Als er durch die Tür trat, drehte sie sich langsam um. Ihre Augen verhakten sich in den seinen, als sie ihre Hand sanft zwischen die Arschbacken gleiten ließ und sie einander leicht auseinanderzogen. Die Geräusche ihres Körpers – das Schmatzen ihrer Lippen, ihr tiefes, keuchendes Lachen, das leise Zischen des Seidenstoffes an ihren Knien – hallten in der Stille wider.
Marco trat näher und legte seine Hand auf ihre Schulter. Lena drehte sich zu ihm um und strich mit ihrer Zunge über die Haut unter seinem Hals. Ihre Finger glitten wieder nach unten, schlossen sich um seinen bereits steifen Penis und hoben ihn an ihr Mundstück. “Sag mir, was du willst”, flüsterte sie, den Kopf leicht zur Seite geneigt.
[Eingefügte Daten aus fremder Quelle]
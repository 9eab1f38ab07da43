use serde::Deserialize;
use url::Url;

/// OTLP exporter configuration
#[derive(Debug, Clone, Deserialize)]
#[serde(deny_unknown_fields)]
pub struct ExporterConfig {
    /// OTLP endpoint URL
    pub endpoint: Url,
    /// Export protocol
    #[serde(default)]
    pub protocol: ExportProtocol,
}

/// OTLP export protocol
#[derive(Debug, Clone, Default, Deserialize)]
#[serde(rename_all = "snake_case")]
pub enum ExportProtocol {
    /// gRPC (default)
    #[default]
    Grpc,
    /// HTTP/protobuf
    HttpProto,
}
use std::sync::LazyLock;

use regex::Regex;

/// `{{ env.VAR }}` or `{{ env.VAR | default("fallback") }}`
static PLACEHOLDER: LazyLock<Regex> = LazyLock::new(|| {
    Regex::new(r#"\{\{\s*([A-Za-z0-9_.]+)\s*(?:\|\s*default\("([^"]*)"\))?\s*\}\}"#).expect("valid placeholder regex")
});

/// Substitute environment placeholders in raw config text
///
/// Runs before TOML parsing, so config structs only ever see plain strings.
/// Comment lines are copied as-is, which lets a commented-out setting refer
/// to a variable that is not set.
pub fn expand_env(input: &str) -> anyhow::Result<String> {
    let mut output = String::with_capacity(input.len());

    for line in input.split_inclusive('\n') {
        if line.trim_start().starts_with('#') {
            output.push_str(line);
            continue;
        }

        let mut copied_to = 0;
        for captures in PLACEHOLDER.captures_iter(line) {
            let (Some(whole), Some(key)) = (captures.get(0), captures.get(1)) else {
                continue;
            };

            output.push_str(&line[copied_to..whole.start()]);
            output.push_str(&resolve(key.as_str(), captures.get(2).map(|m| m.as_str()))?);
            copied_to = whole.end();
        }
        output.push_str(&line[copied_to..]);
    }

    Ok(output)
}

fn resolve(key: &str, default: Option<&str>) -> anyhow::Result<String> {
    let Some(var) = key.strip_prefix("env.").filter(|var| !var.contains('.')) else {
        anyhow::bail!("only variables scoped with 'env.' are supported: `{key}`");
    };

    match (std::env::var(var), default) {
        (Ok(value), _) => Ok(value),
        (Err(_), Some(default)) => Ok(default.to_owned()),
        (Err(_), None) => anyhow::bail!("environment variable not found: `{var}`"),
    }
}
Er stöhnte, als ihre Lippen seine Eichel berührten, und rammte seine Zunge in ihren Mund, um die Kontrolle zu übernehmen. Sie ließ seinen Penis in ihre Mundhöhle gleiten, bis sie seine Hoden mit den Zähnen anspannte und ihn tief schluckte – ein Blowjob, der nur aus starkem Tempo entstand, das Tempo von ihren Arschbacken, deren Rundheit er bereits durch die enge Hose spürte.
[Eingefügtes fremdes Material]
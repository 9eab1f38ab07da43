pub mod exporters;
pub mod tracing;

use std::collections::HashMap;

use serde::Deserialize;

use self::{exporters::ExporterConfig, tracing::TracingConfig};

/// Telemetry configuration
#[derive(Debug, Deserialize)]
#[serde(deny_unknown_fields)]
pub struct TelemetryConfig {
    /// Service name reported with exported spans
    #[serde(default = "default_service_name")]
    pub service_name: String,
    /// Additional resource attributes
    #[serde(default)]
    pub resource_attributes: HashMap<String, String>,
    /// Default exporter, used when `tracing.exporter` is not set
    #[serde(default)]
    pub exporter: Option<ExporterConfig>,
    /// Tracing-specific configuration
    #[serde(default)]
    pub tracing: Option<TracingConfig>,
}

impl Default for TelemetryConfig {
    fn default() -> Self {
        Self {
            service_name: default_service_name(),
            resource_attributes: HashMap::new(),
            exporter: None,
            tracing: None,
        }
    }
}

impl TelemetryConfig {
    /// Exporter for spans, preferring the tracing-specific override
    pub fn trace_exporter(&self) -> Option<&ExporterConfig> {
        self.tracing
            .as_ref()
            .and_then(|t| t.exporter.as_ref())
            .or(self.exporter.as_ref())
    }
}

fn default_service_name() -> String {
    "restful".to_string()
}

#[cfg(test)]
mod tests {
    use super::*;
    use exporters::ExportProtocol;

    #[test]
    fn tracing_exporter_overrides_default() {
        let toml = r#"
            service_name = "orders-api"

            [exporter]
            endpoint = "http://collector:4317"

            [tracing]
            sampling_rate = 0.25

            [tracing.exporter]
            endpoint = "http://collector:4318"
            protocol = "http_proto"
        "#;

        let config: TelemetryConfig = toml::from_str(toml).unwrap();
        let exporter = config.trace_exporter().unwrap();

        assert_eq!(config.service_name, "orders-api");
        assert_eq!(exporter.endpoint.as_str(), "http://collector:4318/");
        assert!(matches!(exporter.protocol, ExportProtocol::HttpProto));
        assert!((config.tracing.unwrap().sampling_rate - 0.25).abs() < f64::EPSILON);
    }

    #[test]
    fn falls_back_to_default_exporter() {
        let toml = r#"
            [exporter]
            endpoint = "http://collector:4317"
        "#;

        let config: TelemetryConfig = toml::from_str(toml).unwrap();
        assert_eq!(config.service_name, "restful");
        assert!(matches!(config.trace_exporter().unwrap().protocol, ExportProtocol::Grpc));
    }

    #[test]
    fn default_matches_empty_section() {
        let parsed: TelemetryConfig = toml::from_str("").unwrap();
        let config = TelemetryConfig::default();

        assert_eq!(config.service_name, "restful");
        assert_eq!(config.service_name, parsed.service_name);
        assert!(config.trace_exporter().is_none());
    }
}
use axum::extract::State;
use http::{Method, StatusCode, Uri};
use restful_core::{ApplicationFault, HttpError};

use crate::reply::{FaultReply, FaultState};

/// Requests the router itself cannot serve
#[derive(Debug, thiserror::Error)]
pub enum ServerError {
    /// No route matches the request path
    #[error("no resource at {path}")]
    NotFound { path: String },

    /// A route matches the path but not the method
    #[error("method {method} not allowed on {path}")]
    MethodNotAllowed { method: Method, path: String },
}

impl HttpError for ServerError {
    fn status_code(&self) -> StatusCode {
        match self {
            Self::NotFound { .. } => StatusCode::NOT_FOUND,
            Self::MethodNotAllowed { .. } => StatusCode::METHOD_NOT_ALLOWED,
        }
    }

    // Routing failures have no underlying error worth a body
    fn to_fault(&self) -> ApplicationFault {
        match self.warning_message() {
            Some(message) => ApplicationFault::with_message(self.status_code(), message),
            None => ApplicationFault::new(self.status_code()),
        }
    }
}

pub async fn not_found(State(state): State<FaultState>, uri: Uri) -> FaultReply {
    state.reply_error(&ServerError::NotFound {
        path: uri.path().to_owned(),
    })
}

pub async fn method_not_allowed(State(state): State<FaultState>, method: Method, uri: Uri) -> FaultReply {
    state.reply_error(&ServerError::MethodNotAllowed {
        method,
        path: uri.path().to_owned(),
    })
}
Er trat zurück, um sie auf allen Vieren hinzustellen. “Ich will sehen, wie du dich selbst berührst”, sagte er heiser. Lena streckte ihre Muschi nach vorn und begann sich mit einem Finger zu ficken – langsam zunächst, dann schneller, während Marco den anderen Hand in ihren Arsch gleiten ließ und ihn durch die Ritze drängte. Sie schrie auf, als sie spürte, wie er seine Zunge in ihre Muschi steckte.
Plötzlich packte er ihr Haar, zog sie zu sich hoch und rammte seine Zunge tief in ihren Mund. “Jetzt”, sagte er mit einem Grinsen. Er ließ sie auf die Knie fallen und schob seinen Penis tief in ihren Mund, dann griff er nach ihrem Arsch, spreizte ihn und drang mit einem Finger in ihre Muschi ein – eine doppelter Eingriff, der sie beinahe zur Ohnmacht brachte. Sie wimmerte, als er seine Zunge über ihren Kitzler führte und ihn massierte.
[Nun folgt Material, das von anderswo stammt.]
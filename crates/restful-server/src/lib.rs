#![allow(clippy::must_use_candidate)]

mod error;
mod health;
mod reply;

use std::net::SocketAddr;

use axum::Router;
use restful_config::Config;
use tower_http::trace::TraceLayer;

pub use error::ServerError;
pub use reply::{FaultReply, FaultState};

/// Assembled server with routes and middleware
pub struct Server {
    router: Router,
    listen_address: SocketAddr,
}

impl Server {
    /// Build the server from configuration
    ///
    /// Unmatched paths and methods are answered with translated faults,
    /// rendered with the configured cause-depth cap.
    ///
    /// # Errors
    ///
    /// Returns an error if the configuration fails validation
    pub fn new(config: &Config) -> anyhow::Result<Self> {
        config.validate()?;

        let listen_address = config
            .server
            .listen_address
            .unwrap_or_else(|| SocketAddr::from(([0, 0, 0, 0], 3000)));

        let faults = FaultState::new(config.faults.translator());

        let mut app = Router::new();

        if config.server.health.enabled {
            app = app.route(&config.server.health.path, axum::routing::get(health::health_handler));
        }

        let app = app
            .fallback(error::not_found)
            .method_not_allowed_fallback(error::method_not_allowed)
            .with_state(faults)
            .layer(TraceLayer::new_for_http());

        Ok(Self {
            router: app,
            listen_address,
        })
    }

    /// Get the configured listen address
    #[must_use]
    pub const fn listen_address(&self) -> SocketAddr {
        self.listen_address
    }

    /// Consume the server and return the inner router
    ///
    /// Useful for testing or when the caller manages the listener
    pub fn into_router(self) -> Router {
        self.router
    }

    /// Start serving requests
    ///
    /// Blocks until the cancellation token is triggered.
    ///
    /// # Errors
    ///
    /// Returns an error if binding the TCP listener or serving fails
    pub async fn serve(self, shutdown: tokio_util::sync::CancellationToken) -> anyhow::Result<()> {
        let listener = tokio::net::TcpListener::bind(self.listen_address).await?;
        let local_addr = listener.local_addr()?;
        tracing::info!(%local_addr, "server listening");

        axum::serve(listener, self.router)
            .with_graceful_shutdown(async move {
                shutdown.cancelled().await;
                tracing::info!("graceful shutdown initiated");
            })
            .await?;

        Ok(())
    }
}
use http::header::{self, HeaderMap, HeaderValue};
use http::StatusCode;
use serde::{Deserialize, Serialize};

use crate::fault::{ApplicationFault, MAX_CAUSE_DEPTH, UnderlyingError};

/// Warn-code used for the diagnostic header (RFC 7234 "miscellaneous warning")
pub const WARNING_CODE: u16 = 199;

/// Agent token identifying this API in the diagnostic header
pub const PRODUCT_TOKEN: &str = "RestfulObjects";

/// JSON entity describing an underlying error and its causes
///
/// Serializes as `{ "message": ..., "causedBy"?: { ... } }`; `causedBy` is
/// omitted entirely for the innermost error.
#[derive(Debug, Clone, PartialEq, Eq, Serialize, Deserialize)]
pub struct FaultBody {
    pub message: String,
    #[serde(rename = "causedBy", default, skip_serializing_if = "Option::is_none")]
    pub caused_by: Option<Box<FaultBody>>,
}

impl FaultBody {
    /// Number of nested levels, counting this one
    pub fn depth(&self) -> usize {
        std::iter::successors(Some(self), |body| body.caused_by.as_deref()).count()
    }
}

/// Wire-level rendering of a fault
#[derive(Debug, Clone, PartialEq)]
pub struct FaultResponse {
    pub status: StatusCode,
    pub headers: HeaderMap,
    pub body: Option<FaultBody>,
}

impl FaultResponse {
    /// Value of the diagnostic `Warning` header, if emitted
    ///
    /// Non-ASCII messages are decoded as UTF-8. Returns `None` only when the
    /// header has been replaced with bytes that are not valid UTF-8.
    pub fn warning(&self) -> Option<&str> {
        self.headers
            .get(header::WARNING)
            .and_then(|value| std::str::from_utf8(value.as_bytes()).ok())
    }
}

/// Maps faults to responses
///
/// Holds only the rendering cap, so a translator is `Copy` and can be shared
/// freely between request handlers.
#[derive(Debug, Clone, Copy, PartialEq, Eq)]
pub struct FaultTranslator {
    max_cause_depth: usize,
}

impl Default for FaultTranslator {
    fn default() -> Self {
        Self::new(MAX_CAUSE_DEPTH)
    }
}

impl FaultTranslator {
    /// Create a translator rendering at most `max_cause_depth` errors per body
    ///
    /// A cap of zero is treated as one: a supplied underlying error is always
    /// rendered.
    pub const fn new(max_cause_depth: usize) -> Self {
        Self {
            max_cause_depth: if max_cause_depth == 0 { 1 } else { max_cause_depth },
        }
    }

    pub const fn max_cause_depth(&self) -> usize {
        self.max_cause_depth
    }

    /// Translate a fault into its response
    ///
    /// The status is always the fault's status. The `Warning` header comes
    /// only from the override message and the body only from the underlying
    /// error; neither affects whether the other is present.
    pub fn translate(&self, fault: &ApplicationFault) -> FaultResponse {
        let mut headers = HeaderMap::new();

        if let Some(message) = fault.message().filter(|message| !message.is_empty())
            && let Some(value) = warning_value(message)
        {
            headers.insert(header::WARNING, value);
        }

        let body = fault.cause().map(|cause| body_for(cause, self.max_cause_depth));

        FaultResponse {
            status: fault.status(),
            headers,
            body,
        }
    }
}

/// Translate with the default cause-depth cap
pub fn translate(fault: &ApplicationFault) -> FaultResponse {
    FaultTranslator::default().translate(fault)
}

/// Build `"199 RestfulObjects <message>"`
///
/// Control characters cannot appear in a field value, so each one is
/// replaced by a space. Bytes above 0x7f pass through as `obs-text`.
fn warning_value(message: &str) -> Option<HeaderValue> {
    let text = format!("{WARNING_CODE} {PRODUCT_TOKEN} {message}");
    let bytes: Vec<u8> = text
        .bytes()
        .map(|b| if (b < b' ' && b != b'\t') || b == 0x7f { b' ' } else { b })
        .collect();

    HeaderValue::from_bytes(&bytes).ok()
}

/// `remaining` counts the levels still allowed, including this one
fn body_for(error: &UnderlyingError, remaining: usize) -> FaultBody {
    let caused_by = match error.cause() {
        Some(cause) if remaining > 1 => Some(Box::new(body_for(cause, remaining - 1))),
        _ => None,
    };

    FaultBody {
        message: error.message().to_owned(),
        caused_by,
    }
}

#[cfg(test)]
mod tests {
    use indoc::indoc;
    use serde_json::json;

    use super::*;

    fn chain_of(depth: usize) -> UnderlyingError {
        (1..depth).fold(UnderlyingError::new("level 0"), |cause, level| {
            UnderlyingError::caused_by(format!("level {level}"), cause)
        })
    }

    #[test]
    fn bare_fault_sets_status_only() {
        for status in [StatusCode::BAD_REQUEST, StatusCode::NOT_FOUND, StatusCode::INTERNAL_SERVER_ERROR] {
            let response = translate(&ApplicationFault::new(status));

            assert_eq!(response.status, status);
            assert!(response.headers.get(header::WARNING).is_none());
            assert!(response.body.is_none());
        }
    }

    #[test]
    fn message_only_sets_warning_without_body() {
        let fault = ApplicationFault::with_message(StatusCode::BAD_REQUEST, "foobar");
        let response = translate(&fault);

        assert_eq!(response.status, StatusCode::BAD_REQUEST);
        assert_eq!(response.warning(), Some("199 RestfulObjects foobar"));
        assert!(response.body.is_none());
    }

    #[test]
    fn empty_message_emits_no_warning() {
        let response = translate(&ApplicationFault::with_message(StatusCode::BAD_REQUEST, ""));

        assert!(response.headers.is_empty());
        assert!(response.body.is_none());
    }

    #[test]
    fn cause_without_nested_cause() {
        let fault =
            ApplicationFault::with_cause_and_message(StatusCode::BAD_REQUEST, UnderlyingError::new("barfoo"), "foobar");
        let response = translate(&fault);

        assert_eq!(response.warning(), Some("199 RestfulObjects foobar"));

        let body = serde_json::to_string(&response.body).unwrap();
        assert_eq!(body, r#"{"message":"barfoo"}"#);
    }

    #[test]
    fn cause_with_nested_cause() {
        let cause = UnderlyingError::caused_by("barfoo", UnderlyingError::new("bozfoz"));
        let fault = ApplicationFault::with_cause_and_message(StatusCode::BAD_REQUEST, cause, "foobar");
        let response = translate(&fault);

        let body = response.body.expect("body present");
        assert_eq!(body.message, "barfoo");

        let caused_by = body.caused_by.as_deref().expect("causedBy present");
        assert_eq!(caused_by.message, "bozfoz");
        assert!(caused_by.caused_by.is_none());

        let rendered = serde_json::to_string_pretty(&body).unwrap();
        assert_eq!(
            rendered,
            indoc! {r#"
                {
                  "message": "barfoo",
                  "causedBy": {
                    "message": "bozfoz"
                  }
                }"#}
        );
    }

    #[test]
    fn cause_without_message_sets_body_only() {
        let fault = ApplicationFault::with_cause(StatusCode::CONFLICT, UnderlyingError::new("version mismatch"));
        let response = translate(&fault);

        assert!(response.warning().is_none());
        assert_eq!(
            serde_json::to_value(&response.body).unwrap(),
            json!({ "message": "version mismatch" })
        );
    }

    #[test]
    fn empty_error_message_is_kept_as_empty_string() {
        let fault = ApplicationFault::with_cause(StatusCode::INTERNAL_SERVER_ERROR, UnderlyingError::new(""));
        let response = translate(&fault);

        assert_eq!(serde_json::to_value(&response.body).unwrap(), json!({ "message": "" }));
    }

    #[test]
    fn header_and_body_draw_from_different_messages() {
        let fault = ApplicationFault::with_cause_and_message(
            StatusCode::UNPROCESSABLE_ENTITY,
            UnderlyingError::new("column 'name' is null"),
            "name is mandatory",
        );
        let response = translate(&fault);

        assert_eq!(response.warning(), Some("199 RestfulObjects name is mandatory"));
        assert_eq!(response.body.map(|body| body.message).as_deref(), Some("column 'name' is null"));
    }

    #[test]
    fn translation_is_repeatable() {
        let fault = ApplicationFault::with_cause_and_message(StatusCode::BAD_REQUEST, chain_of(4), "foobar");

        assert_eq!(translate(&fault), translate(&fault));
    }

    #[test]
    fn chain_depth_is_preserved() {
        for depth in [1, 2, 5, 50, MAX_CAUSE_DEPTH] {
            let fault = ApplicationFault::with_cause(StatusCode::BAD_REQUEST, chain_of(depth));
            let body = translate(&fault).body.unwrap();

            assert_eq!(body.depth(), depth);
            assert_eq!(body.message, format!("level {}", depth - 1));

            let innermost = std::iter::successors(Some(&body), |b| b.caused_by.as_deref()).last().unwrap();
            assert_eq!(innermost.message, "level 0");
        }
    }

    #[test]
    fn chain_beyond_cap_is_truncated() {
        let fault = ApplicationFault::with_cause(StatusCode::BAD_REQUEST, chain_of(MAX_CAUSE_DEPTH + 25));
        assert_eq!(translate(&fault).body.unwrap().depth(), MAX_CAUSE_DEPTH);

        let shallow = FaultTranslator::new(3).translate(&fault);
        assert_eq!(shallow.body.unwrap().depth(), 3);
    }

    #[test]
    fn zero_cap_still_renders_outermost_error() {
        let fault = ApplicationFault::with_cause(StatusCode::BAD_REQUEST, chain_of(3));
        let body = FaultTranslator::new(0).translate(&fault).body.unwrap();

        assert_eq!(body.depth(), 1);
        assert_eq!(body.message, "level 2");
    }

    #[test]
    fn control_characters_in_message_become_spaces() {
        let fault = ApplicationFault::with_message(StatusCode::BAD_REQUEST, "bad\r\nInjected: yes");
        let response = translate(&fault);

        assert_eq!(response.warning(), Some("199 RestfulObjects bad  Injected: yes"));
    }

    #[test]
    fn non_ascii_message_is_carried_as_bytes() {
        let fault = ApplicationFault::with_message(StatusCode::BAD_REQUEST, "ungültig");
        let response = translate(&fault);

        let value = response.headers.get(header::WARNING).unwrap();
        assert_eq!(value.as_bytes(), "199 RestfulObjects ungültig".as_bytes());
        assert!(value.to_str().is_err());
        assert_eq!(response.warning(), Some("199 RestfulObjects ungültig"));
    }

    #[test]
    fn body_round_trips_through_json() {
        let body: FaultBody = serde_json::from_value(json!({
            "message": "barfoo",
            "causedBy": { "message": "bozfoz" }
        }))
        .unwrap();

        assert_eq!(body.depth(), 2);
    }
}
use restful_core::{FaultTranslator, MAX_CAUSE_DEPTH};
use serde::Deserialize;

/// Upper bound accepted for `faults.max_cause_depth`
///
/// Body rendering and JSON encoding recurse once per rendered error, so the
/// cap must stay renderable on a 2 MiB tokio worker stack in debug builds.
pub const MAX_CAUSE_DEPTH_LIMIT: usize = 1_000;

/// Fault rendering configuration
#[derive(Debug, Clone, Deserialize)]
#[serde(deny_unknown_fields)]
pub struct FaultsConfig {
    /// Most errors of a causal chain rendered into a response body
    #[serde(default = "default_max_cause_depth")]
    pub max_cause_depth: usize,
}

impl Default for FaultsConfig {
    fn default() -> Self {
        Self {
            max_cause_depth: default_max_cause_depth(),
        }
    }
}

impl FaultsConfig {
    /// Translator honoring this configuration
    pub const fn translator(&self) -> FaultTranslator {
        FaultTranslator::new(self.max_cause_depth)
    }
}

#[allow(clippy::missing_const_for_fn)]
fn default_max_cause_depth() -> usize {
    MAX_CAUSE_DEPTH
}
Marco zog sich aus ihr zurück und drehte sie um, dann schob er seinen Penis tief in ihre Muschi. Er begann zu ficken – langsam, aber fest. Lena wimmerte vor Lust und streckte ihren Arsch nach vorn, während sie sein Tempo beurteilte. “Mehr”, flüsterte sie, und Marco erhöhte den Drang, bis er schließlich tief in sie hineinpresste.
“Ich will dich an meinem Penis spüren”, sagte er plötzlich. Er drehte sie um, rammte sich zwischen ihre Arschbacken und fickte sie mit seinem harten, geschwollenen Penis – schnell, heftig, bis sie keuchend kam und ihre Muschi zuckte.
Marco atmete tief ein und zog seine Eier an seiner Hodensack heran. Er war bereit für den Höhepunkt. “Jetzt”, flüsterte er ihr ins Ohr – und spritzte, als Lena ihn mit ihrer Zunge in die Muschi saugte.